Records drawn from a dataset
_ _ _ _ _

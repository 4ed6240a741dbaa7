//! Output layer: console summary (text or json) and the HTML report file.

use std::path::Path;

use crate::pipeline::report::RunSummary;
use crate::utils::{LabsmokeError, Result};

pub fn display(summary: &RunSummary, format: &str) -> Result<()> {
    match format {
        "json" => display_json(summary),
        "text" => {
            display_text(summary);
            Ok(())
        }
        other => Err(LabsmokeError::System(format!("unknown format: {}", other))),
    }
}

// ── JSON ────────────────────────────────────────────────────────────────────

fn display_json(summary: &RunSummary) -> Result<()> {
    let json = serde_json::to_string_pretty(summary)
        .map_err(|e| LabsmokeError::System(format!("JSON serialize: {}", e)))?;
    println!("{}", json);
    Ok(())
}

// ── Text ────────────────────────────────────────────────────────────────────

fn display_text(summary: &RunSummary) {
    print_section("SMOKE TEST SUMMARY");
    println!("  Started      : {}", summary.started_at);
    println!("  Finished     : {}", summary.finished_at);
    println!("  Passed       : {}", summary.passed);
    println!("  Failed       : {}", summary.failed);
    if let Some(bench) = summary.benchmark_secs {
        println!("  Benchmark    : {:.2}s", bench);
    }

    print_section(&format!("CHECKS ({})", summary.outcomes.len()));
    for (i, o) in summary.outcomes.iter().enumerate() {
        let icon = if o.passed { "●" } else { "○" };
        println!(
            "  [{}/{}] {} {}  ({:.1}s)",
            i + 1,
            summary.outcomes.len(),
            icon,
            o.name,
            o.duration_secs
        );
        if !o.passed && !o.excerpt.is_empty() {
            for line in o.excerpt.lines() {
                println!("        {}", line);
            }
        }
    }
    println!();
}

fn print_section(title: &str) {
    println!("\n{}", "─".repeat(60));
    println!("  {}", title);
    println!("{}", "─".repeat(60));
}

// ── HTML report ─────────────────────────────────────────────────────────────

/// One overwritten report per run: counters, benchmark duration, generation
/// stamp, per-check table, and the full run log verbatim.
pub fn write_html(summary: &RunSummary, log_content: &str, path: &Path) -> Result<()> {
    std::fs::write(path, render_html(summary, log_content))?;
    Ok(())
}

pub fn render_html(summary: &RunSummary, log_content: &str) -> String {
    let generated = chrono::Local::now().format("%Y-%m-%d %H:%M:%S").to_string();
    let benchmark = summary
        .benchmark_secs
        .map(|s| format!("{:.2}s", s))
        .unwrap_or_else(|| "n/a".to_string());

    let mut rows = String::new();
    for o in &summary.outcomes {
        let (class, verdict) = if o.passed {
            ("pass", "passed")
        } else {
            ("fail", "FAILED")
        };
        rows.push_str(&format!(
            "    <tr class=\"{}\"><td>{}</td><td>{}</td><td>{:.1}s</td></tr>\n",
            class,
            escape_html(&o.name),
            verdict,
            o.duration_secs
        ));
    }

    format!(
        "<!DOCTYPE html>\n\
         <html>\n<head>\n<meta charset=\"utf-8\">\n\
         <title>Lab Smoke Test Report</title>\n\
         <style>\n\
         body {{ font-family: sans-serif; margin: 2em; }}\n\
         table {{ border-collapse: collapse; }}\n\
         td, th {{ border: 1px solid #999; padding: 4px 12px; }}\n\
         tr.pass td {{ background: #e6ffe6; }}\n\
         tr.fail td {{ background: #ffe6e6; }}\n\
         pre {{ background: #f4f4f4; padding: 1em; overflow-x: auto; }}\n\
         </style>\n</head>\n<body>\n\
         <h1>Lab Smoke Test Report</h1>\n\
         <p>Generated: {generated}</p>\n\
         <table>\n\
         <tr><th>Tests Passed</th><td>{passed}</td></tr>\n\
         <tr><th>Tests Failed</th><td>{failed}</td></tr>\n\
         <tr><th>Benchmark</th><td>{benchmark}</td></tr>\n\
         <tr><th>Started</th><td>{started}</td></tr>\n\
         <tr><th>Finished</th><td>{finished}</td></tr>\n\
         </table>\n\
         <h2>Checks</h2>\n\
         <table>\n\
         <tr><th>Check</th><th>Result</th><th>Duration</th></tr>\n\
         {rows}\
         </table>\n\
         <h2>Run Log</h2>\n\
         <pre>{log}</pre>\n\
         </body>\n</html>\n",
        generated = generated,
        passed = summary.passed,
        failed = summary.failed,
        benchmark = benchmark,
        started = escape_html(&summary.started_at),
        finished = escape_html(&summary.finished_at),
        rows = rows,
        log = escape_html(log_content),
    )
}

fn escape_html(s: &str) -> String {
    s.replace('&', "&amp;").replace('<', "&lt;").replace('>', "&gt;")
}

#[cfg(test)]
mod tests {
    use super::*;
    use crate::pipeline::report::CheckOutcome;

    fn summary() -> RunSummary {
        RunSummary::from_outcomes(
            "2026-01-01 12:00:00".to_string(),
            vec![
                CheckOutcome {
                    name: "inventory listing".to_string(),
                    passed: true,
                    duration_secs: 1.2,
                    excerpt: String::new(),
                },
                CheckOutcome {
                    name: "connectivity probe".to_string(),
                    passed: false,
                    duration_secs: 0.4,
                    excerpt: "unreachable".to_string(),
                },
            ],
        )
    }

    #[test]
    fn html_embeds_counters_and_log() {
        let html = render_html(&summary(), "[ts] check started\nPLAY RECAP");
        assert!(html.contains("<th>Tests Passed</th><td>1</td>"));
        assert!(html.contains("<th>Tests Failed</th><td>1</td>"));
        assert!(html.contains("PLAY RECAP"));
        assert!(html.contains("inventory listing"));
    }

    #[test]
    fn html_escapes_log_content() {
        let html = render_html(&summary(), "<script>alert(1)</script> & more");
        assert!(!html.contains("<script>alert"));
        assert!(html.contains("&lt;script&gt;alert(1)&lt;/script&gt; &amp; more"));
    }

    #[test]
    fn html_marks_benchmark_missing_as_na() {
        let html = render_html(&summary(), "");
        assert!(html.contains("<th>Benchmark</th><td>n/a</td>"));
    }

    #[test]
    fn report_file_is_overwritten_per_run() {
        let dir = tempfile::tempdir().unwrap();
        let path = dir.path().join("smoke_report.html");
        write_html(&summary(), "first run", &path).unwrap();
        write_html(&summary(), "second run", &path).unwrap();
        let content = std::fs::read_to_string(&path).unwrap();
        assert!(content.contains("second run"));
        assert!(!content.contains("first run"));
    }

    #[test]
    fn unknown_format_is_rejected() {
        assert!(display(&summary(), "yaml").is_err());
    }
}
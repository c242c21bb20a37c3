use std::sync::atomic::Ordering;

use axum::Json;
use axum::extract::State;
use serde::Serialize;

use crate::state::AppState;

/// Structured health check response.
#[derive(Serialize)]
pub struct HealthResponse {
    pub status: &'static str,
    pub version: &'static str,
    pub connections: ConnectionInfo,
    pub rooms: RoomInfo,
}

#[derive(Serialize)]
pub struct ConnectionInfo {
    pub websocket: usize,
}

#[derive(Serialize)]
pub struct RoomInfo {
    pub active: usize,
    /// Connections registered in at least one room.
    pub connections: usize,
}

pub async fn health_check(State(state): State<AppState>) -> Json<HealthResponse> {
    let ws = state.ws_connection_count.load(Ordering::Relaxed);
    let (active_rooms, room_connections) = state.sessions.read().await.stats();

    Json(HealthResponse {
        status: "healthy",
        version: env!("CARGO_PKG_VERSION"),
        connections: ConnectionInfo { websocket: ws },
        rooms: RoomInfo {
            active: active_rooms,
            connections: room_connections,
        },
    })
}
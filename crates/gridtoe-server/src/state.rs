use std::sync::Arc;
use std::sync::atomic::{AtomicUsize, Ordering};

use tokio::sync::RwLock;

use crate::config::ServerConfig;
use crate::registry::SessionRegistry;

pub type SharedSessionRegistry = Arc<RwLock<SessionRegistry>>;

#[derive(Clone)]
pub struct AppState {
    pub sessions: SharedSessionRegistry,
    pub config: Arc<ServerConfig>,
    pub ws_connection_count: Arc<AtomicUsize>,
}

impl AppState {
    pub fn new(config: ServerConfig) -> Self {
        Self::with_registry(config, SessionRegistry::new())
    }

    /// Build state around an existing registry.
    pub fn with_registry(config: ServerConfig, registry: SessionRegistry) -> Self {
        Self {
            sessions: Arc::new(RwLock::new(registry)),
            config: Arc::new(config),
            ws_connection_count: Arc::new(AtomicUsize::new(0)),
        }
    }
}

/// Increments a connection counter on creation and decrements it on drop.
pub struct ConnectionGuard {
    counter: Arc<AtomicUsize>,
}

impl ConnectionGuard {
    pub fn new(counter: Arc<AtomicUsize>) -> Self {
        counter.fetch_add(1, Ordering::Relaxed);
        Self { counter }
    }
}

impl Drop for ConnectionGuard {
    fn drop(&mut self) {
        self.counter.fetch_sub(1, Ordering::Relaxed);
    }
}
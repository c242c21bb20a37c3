//! Win detection on square boards of any size.

use crate::board::{Board, Mark};

/// Number of consecutive marks needed to win on a board of `grid_size`.
///
/// This is a fixed table rather than a formula: 3×3 needs three, 6×6 needs
/// four, and every other size needs five.
pub fn win_length(grid_size: usize) -> usize {
    match grid_size {
        3 => 3,
        6 => 4,
        _ => 5,
    }
}

/// Scan the board for a run of `win_length(grid_size)` identical marks.
///
/// Directions are checked in order: rows, columns, down-right diagonals,
/// down-left diagonals. Within each direction windows are visited row-major
/// by their start cell, and the first completed run wins.
pub fn detect_winner(board: &Board) -> Option<Mark> {
    let size = board.grid_size();
    let len = win_length(size);
    // No window fits when the board is narrower than the run.
    let last_start = size.checked_sub(len)?;

    // Rows: any row, start column 0..=last_start.
    for row in 0..size {
        for col in 0..=last_start {
            if let Some(mark) = run_at(board, row * size + col, 1, len) {
                return Some(mark);
            }
        }
    }

    // Columns: start row 0..=last_start, any column.
    for row in 0..=last_start {
        for col in 0..size {
            if let Some(mark) = run_at(board, row * size + col, size, len) {
                return Some(mark);
            }
        }
    }

    // Down-right diagonals.
    for row in 0..=last_start {
        for col in 0..=last_start {
            if let Some(mark) = run_at(board, row * size + col, size + 1, len) {
                return Some(mark);
            }
        }
    }

    // Down-left diagonals start at the right edge of their window.
    for row in 0..=last_start {
        for col in (len - 1)..size {
            if let Some(mark) = run_at(board, row * size + col, size - 1, len) {
                return Some(mark);
            }
        }
    }

    None
}

/// The mark at `start` if it and the next `len - 1` cells at `step` all match.
fn run_at(board: &Board, start: usize, step: usize, len: usize) -> Option<Mark> {
    let cells = board.cells();
    let first = cells[start];
    let mark = first.mark()?;
    (1..len)
        .all(|k| cells[start + k * step] == first)
        .then_some(mark)
}
use serde::{Deserialize, Serialize};

/// Stable machine-readable error codes sent to clients.
#[derive(Debug, Clone, Copy, PartialEq, Eq, Serialize, Deserialize)]
pub enum ErrorCode {
    RoomNotFound,
    RoomFull,
    NotYourSeat,
    InvalidGridSize,
}

/// Errors reported to the requesting connection only. Never broadcast.
#[derive(Debug, Clone, PartialEq, Eq)]
pub enum SessionError {
    RoomNotFound(String),
    RoomFull(String),
    /// The connection tried to move for a seat it does not hold.
    NotYourSeat,
    InvalidGridSize(usize),
}

impl SessionError {
    pub fn code(&self) -> ErrorCode {
        match self {
            Self::RoomNotFound(_) => ErrorCode::RoomNotFound,
            Self::RoomFull(_) => ErrorCode::RoomFull,
            Self::NotYourSeat => ErrorCode::NotYourSeat,
            Self::InvalidGridSize(_) => ErrorCode::InvalidGridSize,
        }
    }
}

impl std::fmt::Display for SessionError {
    fn fmt(&self, f: &mut std::fmt::Formatter<'_>) -> std::fmt::Result {
        match self {
            Self::RoomNotFound(room) => write!(f, "room not found: {room}"),
            Self::RoomFull(room) => write!(f, "room is full: {room}"),
            Self::NotYourSeat => write!(f, "connection does not hold that seat"),
            Self::InvalidGridSize(size) => write!(
                f,
                "unsupported grid size {size} (expected {}..={})",
                crate::session::MIN_GRID_SIZE,
                crate::session::MAX_GRID_SIZE
            ),
        }
    }
}

impl std::error::Error for SessionError {}

#[cfg(test)]
mod tests {
    use super::*;

    #[test]
    fn codes_match_variants() {
        assert_eq!(
            SessionError::RoomNotFound("ABC123".into()).code(),
            ErrorCode::RoomNotFound
        );
        assert_eq!(
            SessionError::RoomFull("ABC123".into()).code(),
            ErrorCode::RoomFull
        );
        assert_eq!(SessionError::NotYourSeat.code(), ErrorCode::NotYourSeat);
        assert_eq!(
            SessionError::InvalidGridSize(99).code(),
            ErrorCode::InvalidGridSize
        );
    }

    #[test]
    fn display_includes_context() {
        assert!(
            SessionError::RoomNotFound("QWERTY".into())
                .to_string()
                .contains("QWERTY")
        );
        let msg = SessionError::InvalidGridSize(99).to_string();
        assert!(msg.contains("99"));
        assert!(msg.contains("3..=15"));
    }
}
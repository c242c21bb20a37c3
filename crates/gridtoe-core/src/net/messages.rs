use serde::{Deserialize, Serialize};

use crate::board::Mark;
use crate::error::{ErrorCode, SessionError};
use crate::session::SessionState;

/// Network message type discriminator.
#[derive(Debug, Clone, Copy, PartialEq, Eq, Serialize, Deserialize)]
#[repr(u8)]
pub enum MessageType {
    // Client -> Server
    CreateGame = 0x01,
    JoinGame = 0x02,
    MakeMove = 0x03,
    ResetGame = 0x04,
    ResetScores = 0x05,

    // Server -> Client
    CreateGameResponse = 0x10,
    JoinGameResponse = 0x11,
    GameState = 0x12,
    Error = 0x13,
    PlayerLeft = 0x14,
}

impl MessageType {
    pub fn from_byte(b: u8) -> Option<Self> {
        match b {
            0x01 => Some(Self::CreateGame),
            0x02 => Some(Self::JoinGame),
            0x03 => Some(Self::MakeMove),
            0x04 => Some(Self::ResetGame),
            0x05 => Some(Self::ResetScores),
            0x10 => Some(Self::CreateGameResponse),
            0x11 => Some(Self::JoinGameResponse),
            0x12 => Some(Self::GameState),
            0x13 => Some(Self::Error),
            0x14 => Some(Self::PlayerLeft),
            _ => None,
        }
    }

    /// Types only the server may send.
    pub fn is_server_only(self) -> bool {
        (self as u8) >= 0x10
    }
}

// ---------------------------------------------------------------------------
// Client -> Server
// ---------------------------------------------------------------------------

#[derive(Debug, Clone, PartialEq, Eq, Serialize, Deserialize)]
#[serde(rename_all = "camelCase")]
pub struct CreateGameMsg {
    pub grid_size: usize,
}

#[derive(Debug, Clone, PartialEq, Eq, Serialize, Deserialize)]
#[serde(rename_all = "camelCase")]
pub struct JoinGameMsg {
    pub room_id: String,
}

#[derive(Debug, Clone, PartialEq, Eq, Serialize, Deserialize)]
#[serde(rename_all = "camelCase")]
pub struct MakeMoveMsg {
    pub room_id: String,
    pub index: usize,
    pub player: Mark,
}

#[derive(Debug, Clone, PartialEq, Eq, Serialize, Deserialize)]
#[serde(rename_all = "camelCase")]
pub struct ResetGameMsg {
    pub room_id: String,
}

#[derive(Debug, Clone, PartialEq, Eq, Serialize, Deserialize)]
#[serde(rename_all = "camelCase")]
pub struct ResetScoresMsg {
    pub room_id: String,
}

/// All messages a client can send.
#[derive(Debug, Clone, PartialEq, Eq)]
pub enum ClientMessage {
    CreateGame(CreateGameMsg),
    JoinGame(JoinGameMsg),
    MakeMove(MakeMoveMsg),
    ResetGame(ResetGameMsg),
    ResetScores(ResetScoresMsg),
}

impl ClientMessage {
    pub fn message_type(&self) -> MessageType {
        match self {
            Self::CreateGame(_) => MessageType::CreateGame,
            Self::JoinGame(_) => MessageType::JoinGame,
            Self::MakeMove(_) => MessageType::MakeMove,
            Self::ResetGame(_) => MessageType::ResetGame,
            Self::ResetScores(_) => MessageType::ResetScores,
        }
    }
}

// ---------------------------------------------------------------------------
// Server -> Client
// ---------------------------------------------------------------------------

/// Direct reply to a `CreateGame`. Never broadcast.
#[derive(Debug, Clone, PartialEq, Eq, Serialize, Deserialize)]
#[serde(rename_all = "camelCase")]
pub struct CreateGameResponseMsg {
    pub room_id: String,
    pub role: Mark,
    pub grid_size: usize,
}

/// Direct reply to a successful `JoinGame`.
#[derive(Debug, Clone, PartialEq, Eq, Serialize, Deserialize)]
#[serde(rename_all = "camelCase")]
pub struct JoinGameResponseMsg {
    pub success: bool,
    pub room_id: String,
    pub role: Mark,
    pub grid_size: usize,
}

/// Entire session state for one room.
#[derive(Debug, Clone, PartialEq, Eq, Serialize, Deserialize)]
#[serde(rename_all = "camelCase")]
pub struct GameStateMsg {
    pub room_id: String,
    pub state: SessionState,
}

#[derive(Debug, Clone, PartialEq, Eq, Serialize, Deserialize)]
pub struct ErrorMsg {
    pub code: ErrorCode,
    pub message: String,
}

impl From<&SessionError> for ErrorMsg {
    fn from(err: &SessionError) -> Self {
        Self {
            code: err.code(),
            message: err.to_string(),
        }
    }
}

/// Sent to the remaining participants when a seated connection drops.
#[derive(Debug, Clone, PartialEq, Eq, Serialize, Deserialize)]
#[serde(rename_all = "camelCase")]
pub struct PlayerLeftMsg {
    pub room_id: String,
    pub role: Mark,
}

/// All messages the server can send.
#[derive(Debug, Clone, PartialEq, Eq)]
pub enum ServerMessage {
    CreateGameResponse(CreateGameResponseMsg),
    JoinGameResponse(JoinGameResponseMsg),
    GameState(Box<GameStateMsg>),
    Error(ErrorMsg),
    PlayerLeft(PlayerLeftMsg),
}

impl ServerMessage {
    pub fn message_type(&self) -> MessageType {
        match self {
            Self::CreateGameResponse(_) => MessageType::CreateGameResponse,
            Self::JoinGameResponse(_) => MessageType::JoinGameResponse,
            Self::GameState(_) => MessageType::GameState,
            Self::Error(_) => MessageType::Error,
            Self::PlayerLeft(_) => MessageType::PlayerLeft,
        }
    }
}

_ _ _ _ _

From the records, copy out each line that includes the string "NotYourSeat".

Worked solution
    NotYourSeat,
    NotYourSeat,
            Self::NotYourSeat => ErrorCode::NotYourSeat,
            Self::NotYourSeat => write!(f, "connection does not hold that seat"),
        assert_eq!(SessionError::NotYourSeat.code(), ErrorCode::NotYourSeat);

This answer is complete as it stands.